Der schafts vllt. einen corei3 2100t mit 35W TDP auf 70° IDLE zu kühlen

mfg


----------



## ColeTrickle (25. April 2011)

*AW: Zalman stellt CPU-Kühler CNPS7X LED vor*

Hatte den 9700 LED für den Q6600, den 9900 LED für den Quad 9650 und nun den 9900 Max für den 2600K. Der 9700 LED war wirklich wie eine Turbine, aber mich stört sowas nicht, bin da nicht so empfindlich. Den 9900 LED und den 9900 Max finde ich Okay von der Lautstärke, im Idle angenehm leise unter Last (Games) ein normales summen, nur unter Last (Prime) wird er laut, obwohl ich auch hier das summen nicht als schlimm empfinde. Die Kühlleistung ist Top.

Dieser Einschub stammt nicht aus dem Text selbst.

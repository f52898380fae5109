//! Generic JSON-over-HTTP source.
//!
//! The feed is addressed with query parameters (`season`, plus one of `week`,
//! `round` or `game`) and answers with either a JSON array of records or an
//! object holding them under `records`.

use std::marker::PhantomData;
use std::time::Duration;

use reqwest::{header::RETRY_AFTER, Client, StatusCode};
use serde::de::DeserializeOwned;
use serde_json::Value;
use tracing::{debug, warn};

use super::{FetchRequest, FetchScope, SourceAdapter, SourceError};
use crate::Result;

pub const USER_AGENT: &str = concat!("nfl-collect/", env!("CARGO_PKG_VERSION"));

pub struct HttpJsonSource<R> {
    name: String,
    base_url: String,
    client: Client,
    _record: PhantomData<fn() -> R>,
}

impl<R> HttpJsonSource<R> {
    pub fn new(name: impl Into<String>, base_url: impl Into<String>, timeout: Duration) -> Result<Self> {
        let client = Client::builder()
            .timeout(timeout)
            .user_agent(USER_AGENT)
            .build()?;
        Ok(Self {
            name: name.into(),
            base_url: base_url.into(),
            client,
            _record: PhantomData,
        })
    }

    fn query(request: &FetchRequest) -> Vec<(&'static str, String)> {
        let mut params = vec![("season", request.season.to_string())];
        match &request.scope {
            FetchScope::Season => {}
            FetchScope::Week(week) => params.push(("week", week.to_string())),
            FetchScope::Round(category) => params.push(("round", category.to_string())),
            FetchScope::Game(uid) => params.push(("game", uid.to_string())),
        }
        params
    }
}

impl<R: DeserializeOwned> SourceAdapter for HttpJsonSource<R> {
    type Record = R;

    fn name(&self) -> &str {
        &self.name
    }

    async fn fetch(&self, request: &FetchRequest) -> std::result::Result<Vec<R>, SourceError> {
        let res = self
            .client
            .get(&self.base_url)
            .query(&Self::query(request))
            .send()
            .await
            .map_err(|e| SourceError::transient(e.to_string()))?;

        let status = res.status();
        if status == StatusCode::NOT_FOUND {
            return Err(SourceError::NotFound);
        }
        if status == StatusCode::TOO_MANY_REQUESTS {
            let retry_after = res
                .headers()
                .get(RETRY_AFTER)
                .and_then(|v| v.to_str().ok())
                .and_then(|v| v.trim().parse::<u64>().ok())
                .map(Duration::from_secs);
            return Err(SourceError::RateLimited { retry_after });
        }
        if !status.is_success() {
            return Err(SourceError::transient(format!("HTTP {}", status.as_u16())));
        }

        let body = res
            .json::<Value>()
            .await
            .map_err(|e| SourceError::transient(format!("invalid response body: {}", e)))?;

        let items = match body {
            Value::Array(items) => items,
            Value::Object(mut map) => match map.remove("records") {
                Some(Value::Array(items)) => items,
                _ => return Err(SourceError::transient("response has no records array")),
            },
            _ => return Err(SourceError::transient("response is not a record list")),
        };

        let total = items.len();
        let records: Vec<R> = items
            .into_iter()
            .enumerate()
            .filter_map(|(i, item)| match serde_json::from_value(item) {
                Ok(record) => Some(record),
                Err(e) => {
                    warn!(source = %self.name, index = i, error = %e, "skipping undecodable record");
                    None
                }
            })
            .collect();

        debug!(
            source = %self.name,
            scope = %request.scope,
            total,
            decoded = records.len(),
            "fetched records"
        );
        Ok(records)
    }
}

Der 9900 LED hat meinen Quad 9650 (VID 1,23750) bei Zimmertemp (ca. 22 Grad) auf 55 Grad bei 4,0Ghz (1,248V Last) und auf 65 Grad bei 4,25Ghz (1,344V Last) gekühlt.
Der 9900 Max kühlt meinen 2600K (VID 1,2270 ohne Turbo) bei Zimmertemp, auch ca. 22 Grad auf 45-47 Grad bei 4,0Ghz (1,152V Last) und auf 57-62 Grad bei 4,50Ghz (1,292V Last).


----------



## Dr Bakterius (25. April 2011)

*AW: Zalman stellt CPU-Kühler CNPS7X LED vor*

Hm, doll ein Kühler für arme Leute die kommen damit aber verdammt spät. Es wäre ja tatsächlich mal ein Wunder wenn die einen leisen Kühler ohne Lüftersteuerung schaffen.


----------



## (AUT)Jazzman (25. April 2011)

*AW: Zalman stellt CPU-Kühler CNPS7X LED vor*

Wird wahrscheinlich von Leistung und zweck eher dem CM Hyper TX3 entsprechen,spricht als leisere,günstige alternative zum boxed-kühler...


----------



## 4clocker (5. Mai 2011)

*AW: Zalman stellt CPU-Kühler CNPS7X LED vor*



> Zalman selbst gibt die Kühlleistung mit 240 Watt an.





> Performancemodus mit 20 bis 25 dB(A) laut Hersteller und 1.500 bis 1.950 U/min.]


Das glauben die von Zalman doch selbst nicht.

Die haben es noch nie geschafft eine gute Kühlleistung mit geringem Geräuschpegel zu bauen und das ist bei dem Kühler zu 99% nicht anders


----------



## FrittenFett (5. Mai 2011)

*AW: Zalman stellt CPU-Kühler CNPS7X LED vor*



Dr Bakterius schrieb:


> Hm, doll ein Kühler für arme Leute die kommen damit aber verdammt spät. Es wäre ja tatsächlich mal ein Wunder wenn die einen leisen Kühler ohne Lüftersteuerung schaffen.


 Arme Leute?!

Da ist der Mugen aber deutlich besser fürs gleiche Geld.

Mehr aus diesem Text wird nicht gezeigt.